[Items from a dataset]
- - -

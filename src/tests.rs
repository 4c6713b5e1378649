//! Cross-module smoke tests.

use crate::{ClientConfig, EventStreamsClient, FieldValue, DEFAULT_URL};

#[test]
fn test_default_client_targets_public_endpoint() {
    let _client = EventStreamsClient::new();
    assert_eq!(ClientConfig::default().base_url, DEFAULT_URL);
}

#[test]
fn test_builder_chains() {
    let client = EventStreamsClient::new()
        .match_field("namespace", 0)
        .match_field("type", "edit")
        .match_field("bot", false)
        .since("2024-01-01T00:00:00Z");

    assert_eq!(client.last_timestamp(), "");
}

#[test]
fn test_predicate_values_from_literals() {
    assert_eq!(FieldValue::from(0), FieldValue::Integer(0));
    assert_eq!(
        FieldValue::from("enwiki"),
        FieldValue::String("enwiki".to_owned())
    );
    assert_eq!(FieldValue::from(false), FieldValue::Boolean(false));
}
//! Incremental parser for server-sent-event frames.
//!
//! Buffer-accumulating parser for the `text/event-stream` wire format.
//! Handles frames that arrive split across chunk boundaries: partial field
//! state is held inside the parser until the blank line that terminates a
//! frame is seen.
//!
//! # Wire Format
//!
//! A frame is a run of `field: value` lines terminated by a blank line:
//!
//! ```text
//! event: message
//! id: [{"topic":"eqiad.mediawiki.recentchange","partition":0,"offset":-1}]
//! data: {"type":"edit","namespace":0,...}
//! <blank line>
//! ```
//!
//! Recognized fields are `event`, `data` (multiple lines concatenate with
//! `\n`) and `id`. Lines beginning with `:` are comments (the server uses
//! them as keepalives) and `retry` hints are ignored; the reconnect
//! schedule is owned by the session, not the server.
//!
//! # Examples
//!
//! ```
//! use eventstreams::SseParser;
//!
//! let mut parser = SseParser::new();
//!
//! // Frames may arrive in fragments.
//! assert!(parser.feed(b"event: message\ndata: {\"namesp").is_empty());
//! let frames = parser.feed(b"ace\":0}\n\n");
//! assert_eq!(frames.len(), 1);
//! assert_eq!(frames[0].data, b"{\"namespace\":0}");
//! ```

use bytes::BytesMut;

/// One parsed SSE frame.
#[derive(Debug, Clone, PartialEq, Eq)]
pub struct SseMessage {
    /// Event name from the `event:` field; `"message"` when the frame
    /// carries none, per the SSE default.
    pub event: String,
    /// Last-event id from the `id:` field, when present.
    pub id: Option<String>,
    /// Raw payload assembled from the frame's `data:` lines.
    ///
    /// May be empty: the service emits an empty frame immediately after
    /// the connection opens, and that frame is delivered as-is.
    pub data: Vec<u8>,
}

/// Incremental SSE frame parser.
///
/// Feed raw chunks as they arrive; each call returns the frames completed
/// by that chunk. Field state for a frame still in flight is carried over
/// to the next call.
#[derive(Debug, Default)]
pub struct SseParser {
    /// Input buffer accumulating bytes not yet consumed as full lines.
    buffer: BytesMut,
    /// `event:` field of the frame being assembled.
    event: Option<String>,
    /// `id:` field of the frame being assembled.
    id: Option<String>,
    /// Payload bytes of the frame being assembled.
    data: Vec<u8>,
    /// Whether a `data:` field was seen, even an empty one.
    have_data: bool,
}

impl SseParser {
    /// Create a new parser.
    pub fn new() -> Self {
        Self::default()
    }

    /// Feed bytes to the parser, returning any frames they complete.
    pub fn feed(&mut self, chunk: &[u8]) -> Vec<SseMessage> {
        self.buffer.extend_from_slice(chunk);
        let mut messages = Vec::new();

        while let Some(line) = self.take_line() {
            if line.is_empty() {
                if let Some(message) = self.dispatch() {
                    messages.push(message);
                }
            } else {
                self.parse_field(&line);
            }
        }

        messages
    }

    /// Split the next complete line off the buffer, stripping the line
    /// terminator (`\n` or `\r\n`).
    fn take_line(&mut self) -> Option<BytesMut> {
        let pos = self.buffer.iter().position(|&b| b == b'\n')?;
        let mut line = self.buffer.split_to(pos + 1);
        line.truncate(pos);
        if line.last() == Some(&b'\r') {
            line.truncate(line.len() - 1);
        }
        Some(line)
    }

    /// Apply one non-blank line to the frame being assembled.
    fn parse_field(&mut self, line: &[u8]) {
        // Comment lines double as keepalives.
        if line.starts_with(b":") {
            return;
        }

        let (name, value) = match line.iter().position(|&b| b == b':') {
            Some(pos) => {
                let mut value = &line[pos + 1..];
                // A single space after the colon is part of the framing.
                if value.first() == Some(&b' ') {
                    value = &value[1..];
                }
                (&line[..pos], value)
            }
            None => (line, &[][..]),
        };

        match name {
            b"event" => self.event = Some(String::from_utf8_lossy(value).into_owned()),
            b"data" => {
                if self.have_data {
                    self.data.push(b'\n');
                }
                self.data.extend_from_slice(value);
                self.have_data = true;
            }
            b"id" => self.id = Some(String::from_utf8_lossy(value).into_owned()),
            // retry and unknown fields are ignored.
            _ => {}
        }
    }

    /// Finish the frame being assembled, if it carried any field at all.
    ///
    /// Blank lines following comment-only keepalives dispatch nothing.
    fn dispatch(&mut self) -> Option<SseMessage> {
        if self.event.is_none() && self.id.is_none() && !self.have_data {
            return None;
        }

        let message = SseMessage {
            event: self.event.take().unwrap_or_else(|| "message".to_owned()),
            id: self.id.take(),
            data: std::mem::take(&mut self.data),
        };
        self.have_data = false;
        Some(message)
    }
}

#[cfg(test)]
mod tests {
    use super::*;

    #[test]
    fn test_single_frame() {
        let mut parser = SseParser::new();
        let frames = parser.feed(b"event: message\ndata: {\"a\":1}\n\n");
        assert_eq!(frames.len(), 1);
        assert_eq!(frames[0].event, "message");
        assert_eq!(frames[0].data, b"{\"a\":1}");
        assert_eq!(frames[0].id, None);
    }

    #[test]
    fn test_frame_split_across_chunks() {
        let mut parser = SseParser::new();
        assert!(parser.feed(b"data: {\"titl").is_empty());
        assert!(parser.feed(b"e\":\"Foo\"}").is_empty());
        let frames = parser.feed(b"\n\n");
        assert_eq!(frames.len(), 1);
        assert_eq!(frames[0].data, b"{\"title\":\"Foo\"}");
    }

    #[test]
    fn test_multiple_frames_in_one_chunk() {
        let mut parser = SseParser::new();
        let frames = parser.feed(b"data: one\n\ndata: two\n\n");
        assert_eq!(frames.len(), 2);
        assert_eq!(frames[0].data, b"one");
        assert_eq!(frames[1].data, b"two");
    }

    #[test]
    fn test_multiline_data_joined_with_newline() {
        let mut parser = SseParser::new();
        let frames = parser.feed(b"data: first\ndata: second\n\n");
        assert_eq!(frames.len(), 1);
        assert_eq!(frames[0].data, b"first\nsecond");
    }

    #[test]
    fn test_default_event_name() {
        let mut parser = SseParser::new();
        let frames = parser.feed(b"data: x\n\n");
        assert_eq!(frames[0].event, "message");
    }

    #[test]
    fn test_custom_event_name() {
        let mut parser = SseParser::new();
        let frames = parser.feed(b"event: error\ndata: x\n\n");
        assert_eq!(frames[0].event, "error");
    }

    #[test]
    fn test_id_field() {
        let mut parser = SseParser::new();
        let frames = parser.feed(b"id: [{\"offset\":-1}]\ndata: x\n\n");
        assert_eq!(frames[0].id.as_deref(), Some("[{\"offset\":-1}]"));
    }

    #[test]
    fn test_comment_only_keepalive_dispatches_nothing() {
        let mut parser = SseParser::new();
        assert!(parser.feed(b": ok\n\n").is_empty());
        assert!(parser.feed(b":\n\n").is_empty());
    }

    #[test]
    fn test_empty_data_frame_is_dispatched() {
        // The first frame after connecting carries fields but no payload.
        let mut parser = SseParser::new();
        let frames = parser.feed(b"event: message\ndata: \n\n");
        assert_eq!(frames.len(), 1);
        assert!(frames[0].data.is_empty());
    }

    #[test]
    fn test_crlf_line_endings() {
        let mut parser = SseParser::new();
        let frames = parser.feed(b"event: message\r\ndata: {\"a\":1}\r\n\r\n");
        assert_eq!(frames.len(), 1);
        assert_eq!(frames[0].data, b"{\"a\":1}");
    }

    #[test]
    fn test_retry_field_ignored() {
        let mut parser = SseParser::new();
        let frames = parser.feed(b"retry: 3000\ndata: x\n\n");
        assert_eq!(frames.len(), 1);
        assert_eq!(frames[0].data, b"x");
    }

    #[test]
    fn test_field_without_colon_treated_as_name() {
        // "data" alone is a data field with an empty value.
        let mut parser = SseParser::new();
        let frames = parser.feed(b"data\n\n");
        assert_eq!(frames.len(), 1);
        assert!(frames[0].data.is_empty());
    }
}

- - -

**TASK REQUIREMENTS**
Filter the records, keeping only lines that contain "first", and show those lines.

**WRITTEN REPLY**
                if value.first() == Some(&b' ') {
        let frames = parser.feed(b"data: first\ndata: second\n\n");
        assert_eq!(frames[0].data, b"first\nsecond");
        // The first frame after connecting carries fields but no payload.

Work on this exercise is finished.